Cost becomes the other major headline. While experimenting, the developer reports spending roughly $15 on real-time usage during testing, with the bill later reaching about $38—suggesting that Realtime API usage can ramp quickly even without a full product. They recommend having a strong use case before building something larger, and caution that experimentation can get expensive.
Beyond the core demo, the developer experiments with instruction-following by forcing the model to respond with rhyming words and then builds a simple letter-chain game where each response must match the last letter of the previous name. The model performs “mostly” as required—sometimes using synonyms—then the game ends when a response violates the rule. Finally, they outline future directions: a voice-controlled phone-call attempt to a real company (with function calling and safety constraints), deeper work on AI agents with tools, and waiting on upcoming multimodal features (vision plus voice) because early experimentation may not be worth the cost until modalities mature.
Overall, the Realtime API looks promising for low-latency conversational interfaces, but the demo underscores two realities: interruption control is still uneven across voice vs. text, and real-time usage costs can accumulate fast without careful throttling and product-level justification.
Cornell Notes
OpenAI’s Realtime API supports low-latency, interactive chat experiences by keeping a WebSocket open, enabling both voice and text streaming. In the build shown, text responses stream quickly and can be interrupted mid-generation with a “stop” action, while voice interruption is not fully implemented yet. The developer also demonstrates persona switching (e.g., “robot” vs. Irish traveler) and prompt-based knowledge injection to steer responses. A combined voice+text mode runs both channels at once, but interruption remains the main gap. Cost is a major constraint: testing alone reportedly drove a bill from about $15 to roughly $38, so experimentation needs tight use-case planning.
What technical mechanism makes the text experience feel “instant” in the demo?
How does the demo steer the model’s behavior beyond plain conversation?
What interruption behavior works reliably, and what still doesn’t?
What evidence is given about instruction-following quality?
Why is cost treated as a central limitation rather than a footnote?
What future directions are proposed, and what’s driving the sequencing?
Review Questions
- Which parts of the demo demonstrate WebSocket-driven streaming, and how does that differ from interruption behavior?
- How do persona instructions and embedded knowledge base content change the model’s responses in the voice and text modes?

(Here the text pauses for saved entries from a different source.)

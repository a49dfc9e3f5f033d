//! HTTP mapping of engine errors

use axum::http::StatusCode;
use axum::response::{IntoResponse, Response};
use axum::Json;
use formforge_core::FormsError;
use thiserror::Error;

use crate::models::{ApiResponse, ErrorResponse};

#[derive(Debug, Error)]
pub enum ApiError {
    #[error(transparent)]
    Engine(#[from] FormsError),

    /// No usable caller identity on an owner-scoped route
    #[error("missing or invalid caller identity")]
    Unauthenticated,
}

impl ApiError {
    fn status_and_code(&self) -> (StatusCode, &'static str) {
        match self {
            Self::Unauthenticated => (StatusCode::UNAUTHORIZED, "unauthenticated"),
            Self::Engine(err) => match err {
                FormsError::NotFound { .. } => (StatusCode::NOT_FOUND, "not_found"),
                FormsError::Unauthorized(_) => (StatusCode::FORBIDDEN, "forbidden"),
                FormsError::Duplicate { .. } => (StatusCode::CONFLICT, "duplicate"),
                FormsError::StateConflict(_) => (StatusCode::CONFLICT, "state_conflict"),
                FormsError::ValidationFailed { .. } => (StatusCode::BAD_REQUEST, "validation_failed"),
                FormsError::RateLimited => (StatusCode::TOO_MANY_REQUESTS, "rate_limited"),
                FormsError::Internal(_) => (StatusCode::INTERNAL_SERVER_ERROR, "internal"),
            },
        }
    }
}

impl IntoResponse for ApiError {
    fn into_response(self) -> Response {
        let (status, code) = self.status_and_code();

        let (message, errors) = match self {
            Self::Engine(FormsError::ValidationFailed { message, errors }) => (message, Some(errors)),
            Self::Engine(FormsError::Internal(detail)) => {
                tracing::error!(error = %detail, "request failed");
                ("internal server error".to_string(), None)
            }
            other => (other.to_string(), None),
        };

        let body = ApiResponse::<()> {
            success: false,
            data: None,
            error: Some(ErrorResponse { code: code.to_string(), message, errors }),
        };
        (status, Json(body)).into_response()
    }
}

pub type ApiResult<T> = Result<T, ApiError>;

#[cfg(test)]
mod tests {
    use super::*;
    use std::collections::BTreeMap;

    #[test]
    fn test_status_mapping() {
        let cases = [
            (FormsError::not_found("form", 1), StatusCode::NOT_FOUND),
            (FormsError::Unauthorized("form"), StatusCode::FORBIDDEN),
            (FormsError::StateConflict("published".into()), StatusCode::CONFLICT),
            (FormsError::validation("Validation failed", BTreeMap::new()), StatusCode::BAD_REQUEST),
            (FormsError::RateLimited, StatusCode::TOO_MANY_REQUESTS),
            (FormsError::Internal("boom".into()), StatusCode::INTERNAL_SERVER_ERROR),
        ];
        for (err, status) in cases {
            assert_eq!(ApiError::from(err).into_response().status(), status);
        }
        assert_eq!(
            ApiError::Unauthenticated.into_response().status(),
            StatusCode::UNAUTHORIZED
        );
    }
}
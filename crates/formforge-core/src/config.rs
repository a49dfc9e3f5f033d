//! Engine configuration
//!
//! Plain serde structs; the host decides where values come from.

use serde::{Deserialize, Serialize};

/// Top-level engine settings
#[derive(Clone, Debug, Default, PartialEq, Serialize, Deserialize)]
#[serde(default)]
pub struct EngineConfig {
    pub submission: SubmissionConfig,
    pub slug: SlugConfig,
    pub paging: PagingConfig,
}

/// Anti-automation heuristics applied before validation
#[derive(Clone, Debug, PartialEq, Serialize, Deserialize)]
#[serde(default)]
pub struct SubmissionConfig {
    /// Minimum time between page load and submit
    pub min_fill_time_ms: i64,
    pub honeypot_enabled: bool,
}

impl Default for SubmissionConfig {
    fn default() -> Self {
        Self {
            min_fill_time_ms: 2000,
            honeypot_enabled: true,
        }
    }
}

#[derive(Clone, Debug, PartialEq, Serialize, Deserialize)]
#[serde(default)]
pub struct SlugConfig {
    /// Cap on the normalized title part, suffix excluded
    pub max_length: usize,
    pub suffix_length: usize,
}

impl Default for SlugConfig {
    fn default() -> Self {
        Self {
            max_length: 50,
            suffix_length: 6,
        }
    }
}

#[derive(Clone, Debug, PartialEq, Serialize, Deserialize)]
#[serde(default)]
pub struct PagingConfig {
    pub default_size: usize,
    pub max_size: usize,
}

impl Default for PagingConfig {
    fn default() -> Self {
        Self {
            default_size: 20,
            max_size: 100,
        }
    }
}
#[async_trait]
impl Transaction for InMemoryTransaction {
    // -------------------------------------------------------------------------
    // Forms
    // -------------------------------------------------------------------------

    async fn next_form_id(&mut self) -> RepoResult<FormId> {
        self.tables.form_seq += 1;
        Ok(FormId::new(self.tables.form_seq))
    }

    async fn insert_form(&mut self, form: &Form) -> RepoResult<()> {
        if self.tables.forms.contains_key(&form.id()) {
            return Err(RepositoryError::Duplicate {
                entity: "form",
                key: form.id().to_string(),
            });
        }
        let version_taken = self
            .tables
            .forms
            .values()
            .any(|f| f.group_id() == form.group_id() && f.version() == form.version());
        if version_taken {
            return Err(RepositoryError::Duplicate {
                entity: "form version",
                key: format!("{}#{}", form.group_id(), form.version()),
            });
        }
        self.tables.check_live_uniqueness(form)?;

        self.tables.forms.insert(form.id(), form.clone());
        self.undo.push(Undo::Form {
            id: form.id(),
            previous: None,
        });
        Ok(())
    }

    async fn update_form(&mut self, form: &Form) -> RepoResult<()> {
        if !self.tables.forms.contains_key(&form.id()) {
            return Err(RepositoryError::NotFound(format!("form {}", form.id())));
        }
        self.tables.check_live_uniqueness(form)?;

        let previous = self.tables.forms.insert(form.id(), form.clone());
        self.undo.push(Undo::Form {
            id: form.id(),
            previous,
        });
        Ok(())
    }

    async fn find_form(&mut self, id: FormId) -> RepoResult<Option<Form>> {
        Ok(self.tables.forms.get(&id).filter(|f| !f.is_deleted()).cloned())
    }

    async fn find_published_by_slug(&mut self, slug: &Slug) -> RepoResult<Option<Form>> {
        Ok(self
            .tables
            .forms
            .values()
            .find(|f| f.is_live() && f.slug() == slug)
            .cloned())
    }

    async fn published_rows(&mut self, group_id: FormGroupId, slug: &Slug) -> RepoResult<Vec<Form>> {
        let mut rows: Vec<Form> = self
            .tables
            .forms
            .values()
            .filter(|f| f.status() == FormStatus::Published)
            .filter(|f| f.group_id() == group_id || f.slug() == slug)
            .cloned()
            .collect();
        rows.sort_by_key(Form::id);
        Ok(rows)
    }

    async fn max_version(&mut self, group_id: FormGroupId) -> RepoResult<i32> {
        Ok(self
            .tables
            .forms
            .values()
            .filter(|f| f.group_id() == group_id)
            .map(Form::version)
            .max()
            .unwrap_or(0))
    }

    async fn list_forms(
        &mut self,
        owner_id: OwnerId,
        status: Option<FormStatus>,
    ) -> RepoResult<Vec<Form>> {
        let mut forms: Vec<Form> = self
            .tables
            .forms
            .values()
            .filter(|f| !f.is_deleted() && f.is_owned_by(owner_id))
            .filter(|f| status.map_or(true, |s| f.status() == s))
            .cloned()
            .collect();
        forms.sort_by(|a, b| b.created_at().cmp(&a.created_at()).then(b.id().cmp(&a.id())));
        Ok(forms)
    }

    async fn list_group(&mut self, group_id: FormGroupId) -> RepoResult<Vec<Form>> {
        let mut forms: Vec<Form> = self
            .tables
            .forms
            .values()
            .filter(|f| !f.is_deleted() && f.group_id() == group_id)
            .cloned()
            .collect();
        forms.sort_by_key(Form::version);
        Ok(forms)
    }

    // -------------------------------------------------------------------------
    // Fields
    // -------------------------------------------------------------------------

    async fn next_field_id(&mut self) -> RepoResult<FieldId> {
        self.tables.field_seq += 1;
        Ok(FieldId::new(self.tables.field_seq))
    }

    async fn insert_field(&mut self, field: &Field) -> RepoResult<()> {
        if self.tables.fields.contains_key(&field.id) {
            return Err(RepositoryError::Duplicate {
                entity: "field",
                key: field.id.to_string(),
            });
        }
        if field.is_active()
            && self
                .tables
                .active_fields(field.form_id)
                .any(|f| f.key == field.key)
        {
            return Err(RepositoryError::Duplicate {
                entity: "field",
                key: field.key.clone(),
            });
        }

        self.tables.fields.insert(field.id, field.clone());
        self.undo.push(Undo::Field {
            id: field.id,
            previous: None,
        });
        Ok(())
    }

    async fn update_field(&mut self, field: &Field) -> RepoResult<()> {
        if !self.tables.fields.contains_key(&field.id) {
            return Err(RepositoryError::NotFound(format!("field {}", field.id)));
        }
        if field.is_active()
            && self
                .tables
                .active_fields(field.form_id)
                .any(|f| f.id != field.id && f.key == field.key)
        {
            return Err(RepositoryError::Duplicate {
                entity: "field",
                key: field.key.clone(),
            });
        }

        let previous = self.tables.fields.insert(field.id, field.clone());
        self.undo.push(Undo::Field {
            id: field.id,
            previous,
        });
        Ok(())
    }

    async fn find_field(&mut self, form_id: FormId, field_id: FieldId) -> RepoResult<Option<Field>> {
        Ok(self
            .tables
            .fields
            .get(&field_id)
            .filter(|f| f.form_id == form_id && f.is_active())
            .cloned())
    }

    async fn list_fields(&mut self, form_id: FormId) -> RepoResult<Vec<Field>> {
        let mut fields: Vec<Field> = self.tables.active_fields(form_id).cloned().collect();
        fields.sort_by_key(|f| (f.display_order, f.id));
        Ok(fields)
    }

    async fn max_display_order(&mut self, form_id: FormId) -> RepoResult<i32> {
        Ok(self
            .tables
            .active_fields(form_id)
            .map(|f| f.display_order)
            .max()
            .unwrap_or(0))
    }

    async fn key_exists(&mut self, form_id: FormId, key: &str) -> RepoResult<bool> {
        Ok(self.tables.active_fields(form_id).any(|f| f.key == key))
    }

    // -------------------------------------------------------------------------
    // Responses
    // -------------------------------------------------------------------------

    async fn next_response_id(&mut self) -> RepoResult<ResponseId> {
        self.tables.response_seq += 1;
        Ok(ResponseId::new(self.tables.response_seq))
    }

    async fn insert_response(&mut self, response: &Response, values: &[FieldValue]) -> RepoResult<()> {
        if self.tables.responses.contains_key(&response.id) {
            return Err(RepositoryError::Duplicate {
                entity: "response",
                key: response.id.to_string(),
            });
        }

        let mut seen = BTreeSet::new();
        for value in values {
            if value.response_id != response.id {
                return Err(RepositoryError::Conflict(format!(
                    "field value belongs to response {}, not {}",
                    value.response_id, response.id
                )));
            }
            if !seen.insert(value.field_id) {
                return Err(RepositoryError::Duplicate {
                    entity: "field value",
                    key: format!("{}/{}", response.id, value.field_id),
                });
            }
        }

        self.tables.put_response(response.clone(), values.to_vec());
        self.undo.push(Undo::Response {
            id: response.id,
            previous: None,
        });
        Ok(())
    }

    async fn find_response(
        &mut self,
        form_id: FormId,
        response_id: ResponseId,
    ) -> RepoResult<Option<Response>> {
        Ok(self
            .tables
            .responses
            .get(&response_id)
            .filter(|r| r.form_id == form_id)
            .cloned())
    }

    async fn list_responses(
        &mut self,
        form_id: FormId,
        window: &SubmittedWindow,
        offset: usize,
        limit: usize,
    ) -> RepoResult<(Vec<Response>, usize)> {
        let all = self.tables.responses_of(form_id, window);
        let total = all.len();
        let page = all.into_iter().skip(offset).take(limit).collect();
        Ok((page, total))
    }

    async fn all_responses(&mut self, form_id: FormId) -> RepoResult<Vec<Response>> {
        Ok(self.tables.responses_of(form_id, &SubmittedWindow::default()))
    }

    async fn count_responses(&mut self, form_id: FormId) -> RepoResult<usize> {
        Ok(self
            .tables
            .responses
            .values()
            .filter(|r| r.form_id == form_id)
            .count())
    }

    async fn delete_response(&mut self, response_id: ResponseId) -> RepoResult<()> {
        let removed = self
            .tables
            .take_response(response_id)
            .ok_or_else(|| RepositoryError::NotFound(format!("response {}", response_id)))?;
        self.undo.push(Undo::Response {
            id: response_id,
            previous: Some(removed),
        });
        Ok(())
    }

    async fn field_values(&mut self, response_id: ResponseId) -> RepoResult<Vec<FieldValue>> {
        Ok(self.tables.values_of(response_id))
    }

    async fn query_field_values(
        &mut self,
        field_id: FieldId,
        filter: &ValueFilter,
    ) -> RepoResult<Vec<FieldValue>> {
        let tables = &*self.tables;
        Ok(tables
            .values_by_field
            .range((field_id, ResponseId::new(i64::MIN))..=(field_id, ResponseId::new(i64::MAX)))
            .filter_map(|&(field_id, response_id)| {
                let value = tables.values.get(&(response_id, field_id))?;
                filter.matches(value).then(|| FieldValue {
                    response_id,
                    field_id,
                    value: value.clone(),
                })
            })
            .collect())
    }

    async fn commit(self: Box<Self>) -> RepoResult<()> {
        let mut this = self;
        this.committed = true;
        this.undo.clear();
        Ok(())
    }
}
//! Typed Value Object
//!
//! Secondary, filterable rendition of one submitted value. The canonical
//! record is the response payload blob; a typed value only ever narrows it.

use chrono::{DateTime, NaiveDate, NaiveDateTime};
use serde::{Deserialize, Serialize};

use super::FieldType;

const CHECKBOX_TRUE: [&str; 4] = ["true", "yes", "1", "on"];

const LOCAL_DATE_TIME_FORMATS: [&str; 2] = ["%Y-%m-%dT%H:%M:%S%.f", "%Y-%m-%dT%H:%M"];

/// Exactly one populated slot
#[derive(Clone, Debug, PartialEq, Serialize, Deserialize)]
#[serde(tag = "slot", content = "value", rename_all = "snake_case")]
pub enum TypedValue {
    Text(String),
    Number(f64),
    Timestamp(NaiveDateTime),
    Boolean(bool),
}

impl TypedValue {
    /// Map a raw submitted string for a field of `field_type`.
    ///
    /// Never fails: anything that does not parse as the declared type is kept
    /// as text. Blank input yields `None` (no typed row is recorded).
    pub fn map(field_type: FieldType, raw: &str) -> Option<Self> {
        let trimmed = raw.trim();
        if trimmed.is_empty() {
            return None;
        }

        let value = match field_type {
            FieldType::Text
            | FieldType::Email
            | FieldType::Textarea
            | FieldType::Dropdown
            | FieldType::Radio => Self::Text(raw.to_string()),
            FieldType::Number => match parse_number(trimmed) {
                Some(number) => Self::Number(number),
                None => Self::Text(raw.to_string()),
            },
            FieldType::Date => match parse_timestamp(trimmed) {
                Some(timestamp) => Self::Timestamp(timestamp),
                None => Self::Text(raw.to_string()),
            },
            FieldType::Checkbox => {
                let lowered = trimmed.to_lowercase();
                Self::Boolean(CHECKBOX_TRUE.contains(&lowered.as_str()))
            }
        };

        Some(value)
    }
}

/// Decimal parse; non-finite results are not numbers worth indexing
pub(crate) fn parse_number(value: &str) -> Option<f64> {
    value.parse::<f64>().ok().filter(|n| n.is_finite())
}

fn parse_timestamp(value: &str) -> Option<NaiveDateTime> {
    if let Ok(with_offset) = DateTime::parse_from_rfc3339(value) {
        return Some(with_offset.naive_utc());
    }

    for format in LOCAL_DATE_TIME_FORMATS {
        if let Ok(local) = NaiveDateTime::parse_from_str(value, format) {
            return Some(local);
        }
    }

    NaiveDate::parse_from_str(value, "%Y-%m-%d")
        .ok()
        .and_then(|date| date.and_hms_opt(0, 0, 0))
}

#[cfg(test)]
mod tests {
    use super::*;

    fn ts(s: &str) -> NaiveDateTime {
        NaiveDateTime::parse_from_str(s, "%Y-%m-%d %H:%M:%S").unwrap()
    }

    #[test]
    fn test_blank_input_maps_to_none() {
        for field_type in [FieldType::Text, FieldType::Number, FieldType::Checkbox, FieldType::Date] {
            assert_eq!(TypedValue::map(field_type, ""), None);
            assert_eq!(TypedValue::map(field_type, "   \t"), None);
        }
    }

    #[test]
    fn test_text_types_store_verbatim() {
        assert_eq!(
            TypedValue::map(FieldType::Email, "a@b.com"),
            Some(TypedValue::Text("a@b.com".into()))
        );
        assert_eq!(
            TypedValue::map(FieldType::Textarea, "  padded  "),
            Some(TypedValue::Text("  padded  ".into()))
        );
        assert_eq!(
            TypedValue::map(FieldType::Radio, "b"),
            Some(TypedValue::Text("b".into()))
        );
    }

    #[test]
    fn test_number_parse_and_fallback() {
        assert_eq!(TypedValue::map(FieldType::Number, "25"), Some(TypedValue::Number(25.0)));
        assert_eq!(TypedValue::map(FieldType::Number, " -1.5e2 "), Some(TypedValue::Number(-150.0)));
        assert_eq!(
            TypedValue::map(FieldType::Number, "twelve"),
            Some(TypedValue::Text("twelve".into()))
        );
        assert_eq!(
            TypedValue::map(FieldType::Number, "NaN"),
            Some(TypedValue::Text("NaN".into()))
        );
    }

    #[test]
    fn test_date_variants() {
        assert_eq!(
            TypedValue::map(FieldType::Date, "2026-01-15T10:30:00"),
            Some(TypedValue::Timestamp(ts("2026-01-15 10:30:00")))
        );
        assert_eq!(
            TypedValue::map(FieldType::Date, "2026-01-15T10:30"),
            Some(TypedValue::Timestamp(ts("2026-01-15 10:30:00")))
        );
        assert_eq!(
            TypedValue::map(FieldType::Date, "2026-01-15T12:00:00+02:00"),
            Some(TypedValue::Timestamp(ts("2026-01-15 10:00:00")))
        );
        assert_eq!(
            TypedValue::map(FieldType::Date, "2026-01-15"),
            Some(TypedValue::Timestamp(ts("2026-01-15 00:00:00")))
        );
        assert_eq!(
            TypedValue::map(FieldType::Date, "next tuesday"),
            Some(TypedValue::Text("next tuesday".into()))
        );
    }

    #[test]
    fn test_checkbox_truthy_values() {
        for raw in ["on", "1", "yes", "true", "TRUE", " Yes "] {
            assert_eq!(TypedValue::map(FieldType::Checkbox, raw), Some(TypedValue::Boolean(true)));
        }
        for raw in ["false", "no", "0", "off"] {
            assert_eq!(TypedValue::map(FieldType::Checkbox, raw), Some(TypedValue::Boolean(false)));
        }
        assert_eq!(TypedValue::map(FieldType::Checkbox, ""), None);
    }
}
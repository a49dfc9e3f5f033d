//! Application layer
//!
//! Orchestrates use cases and coordinates domain objects. Each use case
//! runs in exactly one store transaction; events are published only after
//! it commits.

pub mod commands;
pub mod queries;
pub mod dto;

pub use commands::{FieldService, FormService, SubmissionService};
pub use dto::*;
pub use queries::ResponseService;

use crate::domain::aggregates::Form;
use crate::domain::value_objects::{FormId, OwnerId};
use crate::domain::DomainEvent;
use crate::error::{FormsError, Result};
use crate::ports::outbound::{EventPublisher, Transaction};

/// Lifecycle lookup: a form owned by someone else is reported as such
pub(crate) async fn owned_form(
    tx: &mut dyn Transaction,
    form_id: FormId,
    owner_id: OwnerId,
) -> Result<Form> {
    let form = tx
        .find_form(form_id)
        .await?
        .ok_or_else(|| FormsError::not_found("form", form_id))?;

    if !form.is_owned_by(owner_id) {
        tracing::warn!(form_id = %form_id, owner_id = %owner_id, "form access denied");
        return Err(FormsError::Unauthorized("form"));
    }
    Ok(form)
}

/// Field and response lookup: a foreign form does not exist for the caller
pub(crate) async fn visible_form(
    tx: &mut dyn Transaction,
    form_id: FormId,
    owner_id: OwnerId,
) -> Result<Form> {
    tx.find_form(form_id)
        .await?
        .filter(|form| form.is_owned_by(owner_id))
        .ok_or_else(|| FormsError::not_found("form", form_id))
}

/// Publish after commit; a publisher failure cannot undo the write
pub(crate) async fn publish_events(publisher: &dyn EventPublisher, events: Vec<DomainEvent>) {
    if events.is_empty() {
        return;
    }
    if let Err(err) = publisher.publish(events).await {
        tracing::warn!(error = %err, "failed to publish domain events");
    }
}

- What constraints—technical and financial—limit what can be built immediately, and what roadmap is suggested to address them?
Key Points
- 1
A persistent WebSocket connection is the backbone for low-latency streaming in both voice and text modes.
- 2
Text generation can be interrupted mid-stream using a stop action, but voice interruption is not yet reliably implemented.
- 3
Persona switching (e.g., robot vs. Irish traveler) and prompt-embedded knowledge can meaningfully shape tone, dialect, and content.
- 4
Running voice and text simultaneously is feasible and remains fast, but shared UX features like interruption need additional engineering.
- 5
Realtime API experimentation can become expensive quickly; testing reportedly drove a bill from about $15 to roughly $38.
- 6
Instruction-following improves under tight constraints (rhymes, one-word outputs, letter-chain rules) but still shows occasional deviations.
- 7
Planned next steps include function-calling phone-call attempts, tool-based voice agents, and waiting for multimodal (vision+voice) capabilities to mature.